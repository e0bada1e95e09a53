//! In-process browser fake shared by the integration tests.
#![allow(dead_code)]

use async_trait::async_trait;
use std::io;
use std::sync::atomic::{AtomicBool, AtomicUsize, Ordering};
use std::sync::{Arc, Mutex};
use tokio::sync::oneshot;
use tracing::subscriber::DefaultGuard;

use slidepress_lib::browser::{
    BrowserDriver, BrowserHandle, FailureListener, ImageFormat, LaunchOptions, LaunchedBrowser,
    PageHandle,
};
use slidepress_lib::{
    BrowserSession, ConvertError, Converter, ConverterOptions, Result, ThemeCatalog, Viewport,
};

pub const PNG_SIGNATURE: [u8; 8] = [0x89, b'P', b'N', b'G', 0x0D, 0x0A, 0x1A, 0x0A];
pub const JPEG_SIGNATURE: [u8; 3] = [0xFF, 0xD8, 0xFF];

#[derive(Default)]
pub struct FakeState {
    launches: AtomicUsize,
    pages_opened: AtomicUsize,
    pages_closed: AtomicUsize,
    events: Mutex<Vec<String>>,
    visited: Mutex<Vec<String>>,
    disconnect: Mutex<Option<oneshot::Sender<()>>>,
    pub blocked_urls: Mutex<Vec<String>>,
    pub hang_network_idle: AtomicBool,
    pub fail_capture: AtomicBool,
}

impl FakeState {
    pub fn launches(&self) -> usize {
        self.launches.load(Ordering::SeqCst)
    }

    pub fn pages_opened(&self) -> usize {
        self.pages_opened.load(Ordering::SeqCst)
    }

    pub fn pages_closed(&self) -> usize {
        self.pages_closed.load(Ordering::SeqCst)
    }

    pub fn events(&self) -> Vec<String> {
        self.events.lock().unwrap().clone()
    }

    pub fn visited(&self) -> Vec<String> {
        self.visited.lock().unwrap().clone()
    }

    /// Simulates the browser process going away.
    pub fn disconnect(&self) {
        if let Some(tx) = self.disconnect.lock().unwrap().take() {
            let _ = tx.send(());
        }
    }

    pub fn block(&self, url: &str) {
        self.blocked_urls.lock().unwrap().push(url.to_string());
    }

    fn log(&self, event: impl Into<String>) {
        self.events.lock().unwrap().push(event.into());
    }
}

pub struct FakeDriver {
    state: Arc<FakeState>,
}

impl FakeDriver {
    pub fn new() -> (Self, Arc<FakeState>) {
        let state = Arc::new(FakeState::default());
        (
            Self {
                state: Arc::clone(&state),
            },
            state,
        )
    }
}

#[async_trait]
impl BrowserDriver for FakeDriver {
    async fn launch(&self, _options: &LaunchOptions) -> Result<LaunchedBrowser> {
        // Give concurrent callers a chance to interleave.
        tokio::task::yield_now().await;
        self.state.launches.fetch_add(1, Ordering::SeqCst);
        self.state.log("launch");
        let (tx, rx) = oneshot::channel();
        *self.state.disconnect.lock().unwrap() = Some(tx);
        Ok(LaunchedBrowser {
            handle: Arc::new(FakeBrowser {
                state: Arc::clone(&self.state),
            }),
            disconnected: rx,
        })
    }
}

struct FakeBrowser {
    state: Arc<FakeState>,
}

#[async_trait]
impl BrowserHandle for FakeBrowser {
    async fn new_page(&self) -> Result<Box<dyn PageHandle>> {
        self.state.pages_opened.fetch_add(1, Ordering::SeqCst);
        Ok(Box::new(FakePage {
            state: Arc::clone(&self.state),
            listener: None,
        }))
    }

    async fn close(&self) -> Result<()> {
        self.state.log("browser-closed");
        Ok(())
    }
}

struct FakePage {
    state: Arc<FakeState>,
    listener: Option<FailureListener>,
}

#[async_trait]
impl PageHandle for FakePage {
    async fn on_request_failed(&mut self, listener: FailureListener) -> Result<()> {
        self.listener = Some(listener);
        Ok(())
    }

    async fn goto(&mut self, url: &str) -> Result<()> {
        self.state.visited.lock().unwrap().push(url.to_string());
        self.state.log("goto");
        let local = url::Url::parse(url)
            .ok()
            .and_then(|u| u.to_file_path().ok());
        if let Some(path) = local {
            if path.exists() {
                self.state.log("tmp-exists");
            }
        }
        let blocked = self.state.blocked_urls.lock().unwrap().clone();
        if let Some(listener) = &self.listener {
            for url in blocked {
                listener(url.as_str());
            }
        }
        Ok(())
    }

    async fn wait_for_network_idle(&mut self) -> Result<()> {
        if self.state.hang_network_idle.load(Ordering::SeqCst) {
            std::future::pending::<()>().await;
        }
        Ok(())
    }

    async fn set_viewport(&mut self, viewport: Viewport) -> Result<()> {
        self.state.log(format!("viewport {viewport}"));
        Ok(())
    }

    async fn emulate_print_media(&mut self) -> Result<()> {
        self.state.log("print-media");
        Ok(())
    }

    async fn print_pdf(&mut self) -> Result<Vec<u8>> {
        if self.state.fail_capture.load(Ordering::SeqCst) {
            return Err(ConvertError::browser("capture failed"));
        }
        self.state.log("pdf");
        Ok(b"%PDF-1.7\n%fake".to_vec())
    }

    async fn screenshot(&mut self, format: ImageFormat) -> Result<Vec<u8>> {
        if self.state.fail_capture.load(Ordering::SeqCst) {
            return Err(ConvertError::browser("capture failed"));
        }
        match format {
            ImageFormat::Png => {
                self.state.log("screenshot png");
                let mut data = PNG_SIGNATURE.to_vec();
                data.extend_from_slice(b"fake");
                Ok(data)
            }
            ImageFormat::Jpeg { quality } => {
                self.state.log(format!("screenshot jpeg q{quality}"));
                let mut data = JPEG_SIGNATURE.to_vec();
                data.extend_from_slice(b"fake");
                Ok(data)
            }
        }
    }

    async fn close(self: Box<Self>) -> Result<()> {
        self.state.pages_closed.fetch_add(1, Ordering::SeqCst);
        Ok(())
    }
}

/// A converter wired to a fresh fake browser.
pub fn converter(options: ConverterOptions, themes: ThemeCatalog) -> (Converter, Arc<FakeState>) {
    converter_with(options, Arc::new(themes))
}

/// Like [`converter`], keeping access to the catalog.
pub fn converter_with(
    options: ConverterOptions,
    themes: Arc<ThemeCatalog>,
) -> (Converter, Arc<FakeState>) {
    let (driver, state) = FakeDriver::new();
    let session = BrowserSession::new(Arc::new(driver), LaunchOptions::default());
    let converter = Converter::new(options, themes, session).expect("converter");
    (converter, state)
}

/// Log lines written while the returned guard is alive on this thread.
#[derive(Clone, Default)]
pub struct CapturedLogs(Arc<Mutex<Vec<u8>>>);

impl CapturedLogs {
    pub fn contents(&self) -> String {
        String::from_utf8_lossy(&self.0.lock().unwrap()).into_owned()
    }
}

impl io::Write for CapturedLogs {
    fn write(&mut self, buf: &[u8]) -> io::Result<usize> {
        self.0.lock().unwrap().extend_from_slice(buf);
        Ok(buf.len())
    }

    fn flush(&mut self) -> io::Result<()> {
        Ok(())
    }
}

pub fn capture_logs() -> (CapturedLogs, DefaultGuard) {
    let logs = CapturedLogs::default();
    let writer = logs.clone();
    let subscriber = tracing_subscriber::fmt()
        .with_ansi(false)
        .with_max_level(tracing::Level::DEBUG)
        .with_writer(move || writer.clone())
        .finish();
    (logs, tracing::subscriber::set_default(subscriber))
}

# PROBLEM TO SOLVE
Search the material above for the word "Some", then copy out each line that has it.

# OUTPUT
        if let Some(tx) = self.disconnect.lock().unwrap().take() {
        *self.state.disconnect.lock().unwrap() = Some(tx);
        self.listener = Some(listener);
        if let Some(path) = local {
        if let Some(listener) = &self.listener {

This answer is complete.